Across the Central Asian Steppes live a group of peoples who believe that the sun is chased from horizon to horizon each day by a sky-blue wolf. They believe that the night is caused by the wolf catching and devouring it before the cycle begins again the next day.

Of course, being resident in a particular piece of geography does not make one more credulous than anyone else, and it’s pretty clear that they don’t believe this literally and against all the evidence of science. What’s also clear though, is that this belief co-exists simultaneously with contemporary understandings of the physical realities of the cosmos.

This (to us) mind-bending understanding of the nature of reality might seem like no more than an exotic curiosity, until we realise that where these people live – with their re-conditioned Soviet military bikes, Mongolian ponies, and grab bag of flintlock muskets and Kalashnikovs – straddles one of the more strategically important sources of energy discovered in the past fifty years.

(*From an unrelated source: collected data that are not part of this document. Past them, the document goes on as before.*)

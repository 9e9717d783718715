//! file: core/src/ir/lower/mod.rs
//! description: AST -> IR lowering entry points.
//!
//! Lowering is a single pass. The top-level statements of a `Module` become
//! the body of the entry function; each `def` becomes an independent
//! function registered in the module the moment it is encountered. Calls to
//! functions that have not been seen yet declare them, so forward and mutual
//! references need no second pass.

pub mod declare_builtins;
pub mod err;
pub mod function_builder;
pub mod lower_expr;
pub mod lower_stmt;
pub mod lowering_context;

pub use err::{LoweringError, LoweringErrorKind};
pub use function_builder::FunctionBuilder;
pub use lowering_context::{LowerOptions, LoweringContext};

use crate::ast::{AstNode, AstNodeKind};
use crate::ir::module::{FunctionId, IrModule};
use crate::ir::value::Value;

/// Lower a whole `Module` tree. The first error aborts lowering; no
/// partially built module is returned.
pub fn lower_ast_to_ir(ast: &AstNode, options: &LowerOptions) -> Result<IrModule, LoweringError> {
    let AstNodeKind::Module { body } = ast.get_kind() else {
        return Err(LoweringError::unsupported(&format!(
            "a top-level \"{}\" node (expected \"Module\")",
            ast.get_kind().name()
        ))
        .at(ast));
    };

    let mut ctx = LoweringContext::new(options.clone());

    let entry = ctx.options.entry_name.clone();
    lower_function(&mut ctx, &entry, &[], body)?;

    let module = ctx.into_module();
    log::info!("lowered {} function(s)", module.len());
    Ok(module)
}

/// Build one function from `params` and `body` and register it under `name`.
/// A body that falls off its end returns 0.
pub fn lower_function(
    ctx: &mut LoweringContext,
    name: &str,
    params: &[String],
    body: &[AstNode],
) -> Result<FunctionId, LoweringError> {
    let id = ctx.begin_function(name, params.len())?;
    log::debug!("lowering @{}({})", name, params.join(", "));

    let mut fb = FunctionBuilder::new(name, params);
    lower_stmt::lower_block(body, &mut fb, ctx)?;
    if !fb.is_terminated() {
        fb.build_ret(Value::int(0))?;
    }

    ctx.end_function(id, fb);
    log::debug!("finished @{}", name);
    Ok(id)
}
/// cli/src/logger.rs
/// description: env_logger setup for the `log` facade used throughout pyll_core.
///
/// Level resolution: `-q` and `-v` flags win, then `PYLL_LOG`
/// (any env_logger filter, e.g. `debug` or `pyll_core::vm=trace`), then `warn`.

use env_logger::Builder;
use log::LevelFilter;

pub const LOG_ENV: &str = "PYLL_LOG";

/// Level requested on the command line, if any.
pub fn flag_level(verbose: u8, quiet: bool) -> Option<LevelFilter> {
    if quiet {
        return Some(LevelFilter::Error);
    }
    match verbose {
        0 => None,
        1 => Some(LevelFilter::Info),
        2 => Some(LevelFilter::Debug),
        _ => Some(LevelFilter::Trace),
    }
}

/// Base configuration: `warn` overridden by `PYLL_LOG`, then by the flags.
pub fn builder(verbose: u8, quiet: bool) -> Builder {
    let mut builder = Builder::new();
    builder
        .filter_level(LevelFilter::Warn)
        .format_timestamp(None)
        .parse_env(LOG_ENV);
    apply_flags(&mut builder, verbose, quiet);
    builder
}

pub fn apply_flags(builder: &mut Builder, verbose: u8, quiet: bool) {
    if let Some(level) = flag_level(verbose, quiet) {
        builder.filter_level(level);
    }
}

/// Install the logger. Calling it twice keeps the first installation.
pub fn init(verbose: u8, quiet: bool) {
    let _ = builder(verbose, quiet).try_init();
}

#[cfg(test)]
mod tests {
    use super::*;

    fn configured(filters: &str, verbose: u8, quiet: bool) -> LevelFilter {
        let mut builder = Builder::new();
        builder.filter_level(LevelFilter::Warn).parse_filters(filters);
        apply_flags(&mut builder, verbose, quiet);
        builder.build().filter()
    }

    #[test]
    fn flags_take_priority_over_environment() {
        assert_eq!(configured("trace", 0, true), LevelFilter::Error);
        assert_eq!(configured("error", 2, false), LevelFilter::Debug);
        assert_eq!(configured("", 7, false), LevelFilter::Trace);
    }

    #[test]
    fn environment_filter_applies_without_flags() {
        assert_eq!(configured("debug", 0, false), LevelFilter::Debug);
        assert_eq!(configured("off", 0, false), LevelFilter::Off);
        assert_eq!(configured("", 0, false), LevelFilter::Warn);
    }

    #[test]
    fn flag_levels() {
        assert_eq!(flag_level(0, false), None);
        assert_eq!(flag_level(1, false), Some(LevelFilter::Info));
        assert_eq!(flag_level(3, true), Some(LevelFilter::Error));
    }
}
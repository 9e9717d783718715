//! file: core/src/vm/host.rs
//! description: host implementations of builtin functions.
//!
//! A call to a function that only has a declaration lands here.
//!
use crate::ir::lower::declare_builtins::PRINT_BUILTIN;

use super::exec::{ExecError, ExecErrorKind};

pub(crate) fn run_host_fn(name: &str, args: &[i32], output: &mut Vec<i32>) -> Result<i32, ExecError> {
    match name {
        PRINT_BUILTIN => {
            let [value] = args else {
                return Err(ExecError::new(
                    ExecErrorKind::ArityMismatch,
                    format!("@{} takes 1 argument, got {}", name, args.len()),
                ));
            };
            log::debug!("print({})", value);
            output.push(*value);
            Ok(0)
        }
        _ => Err(ExecError::new(
            ExecErrorKind::UnknownFunction,
            format!("@{} is declared but has no body and is not a builtin", name),
        )),
    }
}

This, not to mention their reputation for bellicosity, makes understanding these peoples of the steppe – what they want, and how to influence them – vitally important for anyone wishing to buy and sell energy leases, negotiate rights of way, and keep their staff and operatives safe. And it’s near impossible to understand a people without also having some understanding of how they see the world.

This is an extreme example, but the basic principle has obvious relevance to ADF operations and exercises. Both within and beyond the Anglophone world, cultures which are not our own have similarly alien frames of reference. A simple and more common example is the attribution of gender to everyday objects, which happens in many European languages but not in English. There is an impressive body of research[1] on how this linguistic difference has measurable effects in rendering the affective or emotional reality-scape of individuals across different languages.

Given this, there is a definite limitation to what our machines – the 'manu' of the manu/mente dichotomy – can achieve unaided by the 'mente' of human understanding. An effective influence operator needs a good understanding of ethnography, sense-making, hermeneutics, and other arts-related disciplines if they are to effectively manoeuvre within an alien information environment.

This is essential for creating valid audience analysis frameworks for targeting populations outside our known cultural complexes. It is essential for constructing models for the measurement of the effect of our influence efforts, and for understanding their responses at all. It is essential for creating the dissemination plans we task the creators – both human and non-human – with fulfilling.

There is a danger in headlong pursuit of technological solutions, which I have written about before in the article Metacognitive Dragons. The danger is that we may end up with many 'hands' or tools without having properly thought through how they might be used.

In light of this, I intend to write a series of articles laying out how we at the Training Adversary System Support Cell (TASSC) have attempted to marry 'soft' – or arts-based understandings of adversary and ally ethnography – with the development of DATE adversaries, and with the technologies and sciences of information warfare; as we try to ensure that our technological hands are most effectively orchestrated by our minds.